Sin embargo, la guerra ha experimentado también importantes
transformaciones conceptuales y simbólicas. Desde los albores de la Modernidad,
y hasta comienzos del siglo pasado, la guerra era una cuestión que incumbía
únicamente a los Estados y se dirimía exclusivamente entre ellos.
Los enemigos, integrantes de los ejércitos regulares de
potencias extranjeras, eran reconocidos “como
iustus hostis (esto
es, como enemigo justo en el sentido,
no de ‘bueno’, sino de igual y, en tanto que igual,
apropiado) y distinguido tajantemente del rebelde, el criminal y el pirata.
Además, la guerra carecía de carácter penal y punitivo, y se limitaba a una
cuestión militar dilucidada entre los ejércitos estatalmente organizados de los
contendientes, en escenarios de guerra concretos que finalizaba mediante la
concertación de tratados de paz que incluían el intercambio de prisioneros y cláusulas
de amnistía”[3].
Ya en la Primera Guerra imperialista, se advirtió una
modificación cualitativa y cuantitativa en las formas de concebir y llevar a
cabo los enfrentamientos armados. Los cambios en la táctica y la estrategia
bélica acompañaban la evolución tecnológica y los progresos científicos, que
eran a su vez los emergentes de nuevas formas de articulación y ordenamiento
del poder mundial, el derecho internacional, la soberanía y los Estados.
Si bien la contienda quedaba ahora limitada a los ejércitos,
las nuevas tecnologías de la muerte y las formas masivas de eliminación del
enemigo, constituyeron el prólogo de la masacre que durante la Segunda Guerra
enlutó al planeta, con la devastación sin precedentes de la población civil,
ciudades arrasadas, la utilización de armas atómicas, y el juzgamiento final de
los vencidos por parte de los primeros tribunales competentes para entender
respecto de la comisión de crímenes contra la Humanidad. Esa fue la última gran
confrontación entre naciones, entendido el concepto con arreglo a las pautas
tradicionales mediante las que hemos incorporado culturalmente el concepto de
guerra.
Las guerras actuales, en cambio, ya no son cruzadas
expansionistas tendientes a anexar territorios, ni a imponer una determinada voluntad
o ganar espacios en la disputa por mercados internacionales.
Por el contrario,
representan hoy en día una disputa cultural, se llevan a cabo con la
pretensión de imponer valores, formas de gobierno y estilos de vida, que
coinciden con un sistema económico y político determinado: la democracia
capitalista impulsada por el Imperio, una novedosa figura supranacional de
poder político[4]
.
Por lo tanto, a partir del desmembramiento de la ex Unión
Soviética y la caída del Muro de Berlín, el Imperio fue el encargado de
administrar el aniquilamiento de los enemigos, en una confrontación que debe
acabar necesariamente con la colonización cultural, territorial y económica de
los “distintos” -generalmente estigmatizados como “terroristas”- en un mundo
unipolar.
Estas características se exacerbaron, indudablemente, a
partir del 11-S y el incremento del riesgo que surge del primer ataque sufrido
por los Estados Unidos en su propio territorio, aunque habían formado también
parte del arsenal ideológico y cultural de los genocidios reorganizadores
perpetrados luego de la segunda guerra mundial.
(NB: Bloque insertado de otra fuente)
impl XlsxReader {
    fn new(package: OoxmlPackage) -> Result<Self> {
        let workbook_path = workbook_part(&package);
        let xml = package.read_xml(&workbook_path)?;
        let (sheets, date1904) = Self::parse_workbook(&xml)?;
        let relationships = package.read_relationships(&workbook_path)?;

        let shared_strings =
            match workbook_related_part(&package, &workbook_path, REL_TYPE_SHARED_STRINGS) {
                Some(path) if package.exists(&path) => SharedStrings::parse(&package.read_xml(&path)?)?,
                _ => SharedStrings::default(),
            };

        let styles = match workbook_related_part(&package, &workbook_path, REL_TYPE_STYLES) {
            Some(path) if package.exists(&path) => Styles::parse(&package.read_xml(&path)?),
            _ => Styles::default(),
        };

        log::trace!(
            "workbook {} declares {} sheet(s), {} shared string(s)",
            workbook_path,
            sheets.len(),
            shared_strings.len()
        );

        Ok(Self {
            package,
            workbook_path,
            shared_strings,
            styles,
            sheets,
            relationships,
            date1904,
        })
    }

    /// Parse workbook.xml for sheet info and the date system.
    fn parse_workbook(xml: &str) -> Result<(Vec<SheetInfo>, bool)> {
        let mut sheets = Vec::new();
        let mut date1904 = false;
        let mut reader = quick_xml::Reader::from_str(xml);
        reader.config_mut().trim_text(true);

        let mut buf = Vec::new();
        loop {
            match reader.read_event_into(&mut buf)? {
                Event::Empty(e) | Event::Start(e) => match e.local_name().as_ref() {
                    b"sheet" => {
                        let mut name = String::new();
                        let mut rel_id = String::new();
                        for attr in e.attributes().flatten() {
                            match attr.key.local_name().as_ref() {
                                b"name" => name = attr.unescape_value()?.into_owned(),
                                b"id" => rel_id = attr.unescape_value()?.into_owned(),
                                _ => {}
                            }
                        }
                        if !name.is_empty() {
                            sheets.push(SheetInfo { name, rel_id });
                        }
                    }
                    b"workbookPr" => {
                        date1904 = attr_value(&e, b"date1904")
                            .is_some_and(|v| v == "1" || v.eq_ignore_ascii_case("true"));
                    }
                    _ => {}
                },
                Event::Eof => break,
                _ => {}
            }
            buf.clear();
        }

        Ok((sheets, date1904))
    }

    fn read(self) -> Result<Workbook> {
        let mut sheets = Vec::with_capacity(self.sheets.len());

        for info in &self.sheets {
            let mut sheet = Sheet::new(info.name.clone());
            sheet.loaded = true;
            let part = self
                .relationships
                .get(&info.rel_id)
                .map(|rel| OoxmlPackage::resolve_path(&self.workbook_path, &rel.target))
                .filter(|path| self.package.exists(path));

            match part {
                Some(path) => {
                    let xml = self.package.read_xml(&path)?;
                    let rels = self.package.read_relationships(&path)?;
                    self.parse_sheet(&xml, &rels, &mut sheet)?;
                    sheet.part = Some(path);
                }
                None => log::warn!("sheet '{}' has no worksheet part", info.name),
            }
            sheets.push(sheet);
        }

        Ok(Workbook {
            sheets,
            format: Some(FormatType::Xlsx),
            package: Some(self.package),
            date1904: self.date1904,
        })
    }

    /// Parse a worksheet part into `sheet`.
    fn parse_sheet(&self, xml: &str, rels: &Relationships, sheet: &mut Sheet) -> Result<()> {
        let mut reader = quick_xml::Reader::from_str(xml);
        reader.config_mut().trim_text(false);

        let mut buf = Vec::new();
        let mut row_index = 0u32;
        let mut col_index = 0u32;
        let mut current: Option<PendingCell> = None;
        let mut text_target = TextTarget::None;
        let mut in_phonetic = false;

        loop {
            match reader.read_event_into(&mut buf)? {
                Event::Start(ref e) => match e.local_name().as_ref() {
                    b"row" => {
                        row_index = next_row(e, row_index);
                        col_index = 0;
                    }
                    b"c" => {
                        let pending = PendingCell::start(e, row_index, col_index);
                        col_index = pending.at.col.index() + 1;
                        current = Some(pending);
                    }
                    b"v" if current.is_some() => text_target = TextTarget::Value,
                    b"f" if current.is_some() => {
                        text_target = TextTarget::Formula;
                        if let Some(cell) = current.as_mut() {
                            cell.formula.get_or_insert_with(String::new);
                        }
                    }
                    b"rPh" => in_phonetic = true,
                    b"t" if current.is_some() && !in_phonetic => text_target = TextTarget::Inline,
                    b"hyperlink" => self.read_hyperlink(e, rels, sheet)?,
                    _ => {}
                },
                Event::Empty(ref e) => match e.local_name().as_ref() {
                    b"row" => {
                        row_index = next_row(e, row_index);
                        col_index = 0;
                    }
                    b"c" => {
                        let pending = PendingCell::start(e, row_index, col_index);
                        col_index = pending.at.col.index() + 1;
                        self.finish_cell(pending, sheet);
                    }
                    b"f" => {
                        if let Some(cell) = current.as_mut() {
                            cell.formula.get_or_insert_with(String::new);
                        }
                    }
                    b"hyperlink" => self.read_hyperlink(e, rels, sheet)?,
                    _ => {}
                },
                Event::Text(ref e) => {
                    if let Some(cell) = current.as_mut() {
                        let text = e.unescape()?;
                        match text_target {
                            TextTarget::Value => cell.raw.push_str(&text),
                            TextTarget::Inline => cell.inline.push_str(&text),
                            TextTarget::Formula => {
                                if let Some(formula) = cell.formula.as_mut() {
                                    formula.push_str(&text);
                                }
                            }
                            TextTarget::None => {}
                        }
                    }
                }
                Event::End(ref e) => match e.local_name().as_ref() {
                    b"c" => {
                        if let Some(pending) = current.take() {
                            self.finish_cell(pending, sheet);
                        }
                        text_target = TextTarget::None;
                    }
                    b"rPh" => in_phonetic = false,
                    b"v" | b"f" | b"t" => text_target = TextTarget::None,
                    _ => {}
                },
                Event::Eof => break,
                _ => {}
            }
            buf.clear();
        }

        let linked: Vec<(CellRef, u32)> = sheet
            .cells()
            .filter(|(_, cell)| cell.hyperlink().is_some())
            .map(|(at, cell)| (*at, cell.style_id()))
            .collect();
        for (at, style_id) in linked {
            if let Some(cell) = sheet.cell_mut(at) {
                cell.link_style = self.styles.link_style(style_id as usize);
            }
        }

        Ok(())
    }

    fn finish_cell(&self, pending: PendingCell, sheet: &mut Sheet) {
        let value = self.resolve_cell_value(&pending);
        // a hyperlink read earlier for this position stays attached
        let entry = sheet.loaded_entry(pending.at);
        entry.value = value;
        entry.style_id = pending.style_id;
    }

    /// Resolve a cell value based on its type.
    fn resolve_cell_value(&self, cell: &PendingCell) -> CellValue {
        let raw = cell.raw.as_str();
        let value = match cell.cell_type.as_deref() {
            Some("s") => match raw.trim().parse::<usize>() {
                Ok(idx) => CellValue::Text(self.shared_strings.get(idx).unwrap_or("").to_string()),
                Err(_) => CellValue::Text(raw.to_string()),
            },
            Some("b") => CellValue::Bool(raw.trim() == "1" || raw.trim().eq_ignore_ascii_case("true")),
            Some("e") => CellValue::Error(raw.to_string()),
            Some("inlineStr") => CellValue::Text(cell.inline.clone()),
            Some("str") | Some("d") => CellValue::Text(raw.to_string()),
            _ if raw.trim().is_empty() => CellValue::Empty,
            _ => match raw.trim().parse::<f64>() {
                Ok(n) if self.styles.is_date_style(cell.style_id as usize) => {
                    CellValue::Date(if self.date1904 { n + DATE1904_OFFSET } else { n })
                }
                Ok(n) => CellValue::Number(n),
                Err(_) => CellValue::Text(raw.to_string()),
            },
        };

        match &cell.formula {
            Some(expr) => {
                let cached = (!value.is_empty()).then(|| value.to_text());
                if expr.is_empty() {
                    // shared formula followers carry only the cached result
                    value
                } else {
                    CellValue::Formula {
                        expr: expr.clone(),
                        cached,
                    }
                }
            }
            None => value,
        }
    }

    /// Attach a `<hyperlink>` element to every cell it covers.
    fn read_hyperlink(&self, e: &BytesStart, rels: &Relationships, sheet: &mut Sheet) -> Result<()> {
        let mut range = None;
        let mut rel_id = None;
        let mut location = None;
        let mut tooltip = None;
        let mut display = None;

        for attr in e.attributes().flatten() {
            let value = attr.unescape_value()?.into_owned();
            match attr.key.local_name().as_ref() {
                b"ref" => range = Some(value),
                b"id" => rel_id = Some(value),
                b"location" => location = Some(value),
                b"tooltip" => tooltip = Some(value),
                b"display" => display = Some(value),
                _ => {}
            }
        }

        let Some(range) = range else {
            log::warn!("hyperlink without a cell reference in sheet '{}'", sheet.name());
            return Ok(());
        };

        let external = rel_id
            .as_deref()
            .and_then(|id| rels.get(id))
            .map(|rel| rel.target.clone());
        let target = match (external, location) {
            (Some(url), Some(loc)) if !loc.is_empty() => HyperlinkTarget::Url(format!("{url}#{loc}")),
            (Some(url), _) => HyperlinkTarget::Url(url),
            (None, Some(loc)) => HyperlinkTarget::Location(loc),
            (None, None) => {
                log::warn!("hyperlink {range} in sheet '{}' has no target", sheet.name());
                return Ok(());
            }
        };

        let hyperlink = Hyperlink {
            target,
            tooltip,
            display,
        };

        let Some(cells) = expand_range(&range) else {
            log::warn!("ignoring hyperlink with bad reference '{range}'");
            return Ok(());
        };
        for at in cells {
            sheet.loaded_entry(at).hyperlink = Some(hyperlink.clone());
        }
        Ok(())
    }
}
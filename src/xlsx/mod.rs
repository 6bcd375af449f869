//! XLSX (Excel) workbook reading and writing.
//!
//! Reading keeps the whole source package in memory so that saving can
//! patch the changed worksheets and leave every other part untouched.
//!
//! # Example
//!
//! ```no_run
//! use hyperlink_maker::Workbook;
//!
//! let workbook = Workbook::open("links.xlsx")?;
//! for name in workbook.sheet_names() {
//!     println!("Sheet: {name}");
//! }
//! # Ok::<(), hyperlink_maker::Error>(())
//! ```

mod reader;
mod shared_strings;
mod styles;
mod writer;

pub(crate) use reader::read_workbook;
pub(crate) use writer::write_workbook;
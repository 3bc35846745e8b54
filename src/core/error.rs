//! Error types and handling for the MCP server.
//!
//! This module defines a unified error type that can represent errors from
//! all domains and external dependencies. Per-request failures never reach
//! this type: dispatchers absorb them into content-level payloads. What is
//! left here is startup-time failure and collaborator errors.

use thiserror::Error;

/// A specialized Result type for MCP server operations.
pub type Result<T> = std::result::Result<T, Error>;

/// Unified error type for the MCP server.
#[derive(Debug, Error)]
pub enum Error {
    /// Invalid catalog contents detected at startup.
    #[error("Catalog error: {0}")]
    Catalog(#[from] crate::domains::docs::CatalogError),

    /// Error originating from the document store.
    #[error("Docs error: {0}")]
    Docs(#[from] crate::domains::docs::DocsError),

    /// Error originating from tool dispatch.
    #[error("Tool error: {0}")]
    Tool(#[from] crate::domains::tools::ToolError),

    /// Error originating from the GitHub collaborator.
    #[error("GitHub error: {0}")]
    Github(#[from] crate::domains::github::GithubError),

    /// Configuration-related errors. The only class permitted to be fatal.
    #[error("Configuration error: {0}")]
    Config(String),

    /// I/O errors from file operations.
    #[error("I/O error: {0}")]
    Io(#[from] std::io::Error),
}

impl Error {
    /// Create a new configuration error.
    pub fn config(msg: impl Into<String>) -> Self {
        Self::Config(msg.into())
    }
}
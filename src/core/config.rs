//! Configuration management for the MCP server.
//!
//! This module provides a centralized configuration structure that can be
//! populated from environment variables, configuration files, or defaults.

use super::transport::TransportConfig;
use serde::{Deserialize, Serialize};
use std::path::PathBuf;
use tracing::{info, warn};

/// Main configuration structure for the MCP server.
///
/// This struct contains all configurable aspects of the server, organized
/// by domain for clarity and maintainability.
#[derive(Debug, Clone, Serialize, Deserialize)]
pub struct Config {
    /// Server identification and metadata.
    pub server: ServerConfig,

    /// Document store configuration.
    pub docs: DocsConfig,

    /// Logging configuration.
    pub logging: LoggingConfig,

    /// Transport configuration.
    pub transport: TransportConfig,

    /// External API credentials configuration.
    pub credentials: CredentialsConfig,
}

/// Server identification configuration.
#[derive(Debug, Clone, Serialize, Deserialize)]
pub struct ServerConfig {
    /// The name of the server as reported to clients.
    pub name: String,

    /// The version of the server.
    pub version: String,
}

/// Configuration for the document store.
#[derive(Debug, Clone, Serialize, Deserialize)]
pub struct DocsConfig {
    /// Base directory holding the markdown documents. Fixed at startup;
    /// request handlers never influence it.
    pub base_path: PathBuf,
}

/// Logging configuration.
#[derive(Debug, Clone, Serialize, Deserialize)]
pub struct LoggingConfig {
    /// Log level filter (e.g., "info", "debug", "trace").
    pub level: String,

    /// Whether to include timestamps in log output.
    pub with_timestamps: bool,
}

impl LoggingConfig {
    /// Log level straight from the environment.
    ///
    /// The subscriber must be installed before [`Config::from_env`] runs,
    /// or the messages emitted while loading configuration are dropped.
    pub fn level_from_env() -> String {
        std::env::var("MCP_LOG_LEVEL").unwrap_or_else(|_| "info".to_string())
    }
}

/// Configuration for external API credentials.
#[derive(Clone, Default, Serialize, Deserialize)]
pub struct CredentialsConfig {
    /// GitHub personal access token for the upstream repository client.
    /// Optional: absent means unauthenticated, rate-limited access.
    pub github_token: Option<String>,
}

/// Custom Debug implementation to redact secrets from logs.
impl std::fmt::Debug for CredentialsConfig {
    fn fmt(&self, f: &mut std::fmt::Formatter<'_>) -> std::fmt::Result {
        f.debug_struct("CredentialsConfig")
            .field(
                "github_token",
                &self.github_token.as_ref().map(|_| "[REDACTED]"),
            )
            .finish()
    }
}

impl Default for DocsConfig {
    fn default() -> Self {
        Self {
            base_path: default_docs_dir(),
        }
    }
}

/// The document directory shipped alongside the installation.
///
/// Prefers a `docs/` directory next to the executable; falls back to the
/// crate's own `docs/` for development runs.
fn default_docs_dir() -> PathBuf {
    std::env::current_exe()
        .ok()
        .and_then(|exe| exe.parent().map(|dir| dir.join("docs")))
        .filter(|candidate| candidate.is_dir())
        .unwrap_or_else(|| PathBuf::from(env!("CARGO_MANIFEST_DIR")).join("docs"))
}

impl Default for Config {
    fn default() -> Self {
        Self {
            server: ServerConfig {
                name: "zenblocks-mcp-server".to_string(),
                version: env!("CARGO_PKG_VERSION").to_string(),
            },
            docs: DocsConfig::default(),
            logging: LoggingConfig {
                level: "info".to_string(),
                with_timestamps: true,
            },
            transport: TransportConfig::default(),
            credentials: CredentialsConfig::default(),
        }
    }
}

impl Config {
    /// Create a new configuration with default values.
    pub fn new() -> Self {
        Self::default()
    }

    /// Load configuration from environment variables.
    ///
    /// Environment variables are expected to be prefixed with `MCP_`.
    /// For example: `MCP_SERVER_NAME`, `MCP_LOG_LEVEL`, `MCP_DOCS_DIR`.
    pub fn from_env() -> Self {
        dotenvy::dotenv().ok();

        let mut config = Self::default();

        if let Ok(name) = std::env::var("MCP_SERVER_NAME") {
            config.server.name = name;
        }

        if let Ok(level) = std::env::var("MCP_LOG_LEVEL") {
            config.logging.level = level;
        }

        if let Ok(docs_dir) = std::env::var("MCP_DOCS_DIR") {
            config.docs.base_path = PathBuf::from(docs_dir);
            info!("Document directory overridden: {:?}", config.docs.base_path);
        }

        // Load transport configuration from environment
        config.transport = TransportConfig::from_env();

        // Load GitHub token; the original env var name is kept as a fallback
        let token = std::env::var("MCP_GITHUB_TOKEN")
            .or_else(|_| std::env::var("GITHUB_PERSONAL_ACCESS_TOKEN"))
            .ok();
        if token.is_some() {
            config.credentials.github_token = token;
            info!("GitHub token loaded from environment");
        } else {
            warn!(
                "No GitHub token set. For higher rate limits against the upstream \
                 repository, set MCP_GITHUB_TOKEN."
            );
        }

        config
    }
}

#[cfg(test)]
mod tests {
    use super::*;
    use std::sync::Mutex;

    // Mutex to ensure env var tests run serially
    static ENV_TEST_LOCK: Mutex<()> = Mutex::new(());

    #[test]
    fn test_github_token_from_env() {
        let _lock = ENV_TEST_LOCK.lock().unwrap();
        unsafe {
            std::env::set_var("MCP_GITHUB_TOKEN", "ghp_test_12345");
        }
        let config = Config::from_env();
        assert_eq!(
            config.credentials.github_token.as_deref(),
            Some("ghp_test_12345")
        );
        unsafe {
            std::env::remove_var("MCP_GITHUB_TOKEN");
        }
    }

    #[test]
    fn test_github_token_absent_is_not_fatal() {
        let _lock = ENV_TEST_LOCK.lock().unwrap();
        unsafe {
            std::env::remove_var("MCP_GITHUB_TOKEN");
            std::env::remove_var("GITHUB_PERSONAL_ACCESS_TOKEN");
        }
        let config = Config::from_env();
        assert!(config.credentials.github_token.is_none());
    }

    #[test]
    fn test_credentials_redacted_in_debug() {
        let creds = CredentialsConfig {
            github_token: Some("super_secret_token".to_string()),
        };
        let debug_str = format!("{:?}", creds);
        assert!(debug_str.contains("REDACTED"));
        assert!(!debug_str.contains("super_secret_token"));
    }

    #[test]
    fn test_default_server_identity() {
        let config = Config::default();
        assert_eq!(config.server.name, "zenblocks-mcp-server");
        assert_eq!(config.server.version, env!("CARGO_PKG_VERSION"));
    }

    #[test]
    fn test_log_level_readable_before_config_loads() {
        let _lock = ENV_TEST_LOCK.lock().unwrap();
        unsafe {
            std::env::remove_var("MCP_LOG_LEVEL");
        }
        assert_eq!(LoggingConfig::level_from_env(), "info");

        unsafe {
            std::env::set_var("MCP_LOG_LEVEL", "debug");
        }
        assert_eq!(LoggingConfig::level_from_env(), "debug");
        unsafe {
            std::env::remove_var("MCP_LOG_LEVEL");
        }
    }

    #[test]
    fn test_docs_dir_override() {
        let _lock = ENV_TEST_LOCK.lock().unwrap();
        unsafe {
            std::env::set_var("MCP_DOCS_DIR", "/tmp/custom-docs");
        }
        let config = Config::from_env();
        assert_eq!(config.docs.base_path, PathBuf::from("/tmp/custom-docs"));
        unsafe {
            std::env::remove_var("MCP_DOCS_DIR");
        }
    }
}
La inmediata decisión de enfrentar al terrorismo apelando a
cualquier tipo de medios, adquirió una renovada significación de “guerra justa”, en la que no era
valorada positivamente la condición pacífica de la neutralidad que caracterizó
al derecho de gentes hasta el siglo
XIX.
En cambio, la participación en este tipo de conflictos pasa
a ser exhibida como una obligación
moral, asumida para contrarrestar o neutralizar
los riesgos que supone la supervivencia de los enemigos. Cualquier
medio, entonces, es válido para eliminar a los enemigos, incluso antes de que
éstos hayan llevado a cabo conducta de agresión u ofensa alguna[5].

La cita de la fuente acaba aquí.